O seu pai era um abastado comerciante de Nampula, um transmontano que, munido do diploma do Curso Comercial chegara a África sem um tostão, mas com determinação e capacidade de trabalho – a chamada “vontade de vencer”. A Guerra Mundial terminara há pouco tempo e Nampula, ainda nem a dignidade de cidade tinha, mas crescia e tornava-se aos poucos num importante centro de negócios, concentrando também, estruturas militares do exército colonial, da igreja, missões estrangeiras. Empregando-se como contabilista numa sociedade tipográfica, protagonizara um estereótipo sentimental, apaixonara-se pela filha do patrão, casaram e Norberto veio ao mundo em Lisboa, mas, tinha ainda meses quando voltou para Moçambique.

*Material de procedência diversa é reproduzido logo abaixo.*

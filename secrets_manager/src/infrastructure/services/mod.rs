// /////////////////////////////////////////////////////////////////////////////
// Secrets Manager
// Copyright (c) 2025 Michael Gardner, A Bit of Help, Inc.
// SPDX-License-Identifier: BSD-3-Clause
// See LICENSE file in the project root.
// /////////////////////////////////////////////////////////////////////////////

//! Infrastructure services: the keyring persistence protocol.

pub mod keyring_codec;

pub use keyring_codec::{KeyringCodec, KeyringPaths};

Tudo o ligava àquela terra, desde as recordações da infância aos anseios e esperanças no futuro. A Portugal, apenas o ligavam papéis, certidões, coisas burocráticaas. Lisboeta acidental, nascera na Maternidade Alfredo da Costa, na freguesia de São Sebastião da Pedreira, com pai natural do Concelho de Montalegre, a mãe e os avós maternos naturais de Leiria… Nenhum dos seus papéis de identificação o relacionava com Moçambique. Mas essa era a sua pátria.
Acabado o Curso Complementar dos Liceus no Liceu Salazar de Lourenço Marques, foi para Lisboa onde se licenciou em História. Incorporado no Exército, quando voltou a Moçambique foi como militar. Xuvalu doía-lhe como um tumor. O desprezo que manifestava pelo capitão e pelo tenente era o que sentia por si mesmo.
Fora um ex-colega do liceu, um advogado ligado à FRELIMO, que o relacionara com a «Organização». Quando fora levantada a questão de executar o inspector Câncio, o miserável Câncio, o homem que concebera a “Operação Sheltox”, logo se ofereceu. E foi como se extirpasse uma parte do tumor que , no urinol do dancing Pinguim, lhe enterrou a faca no coração.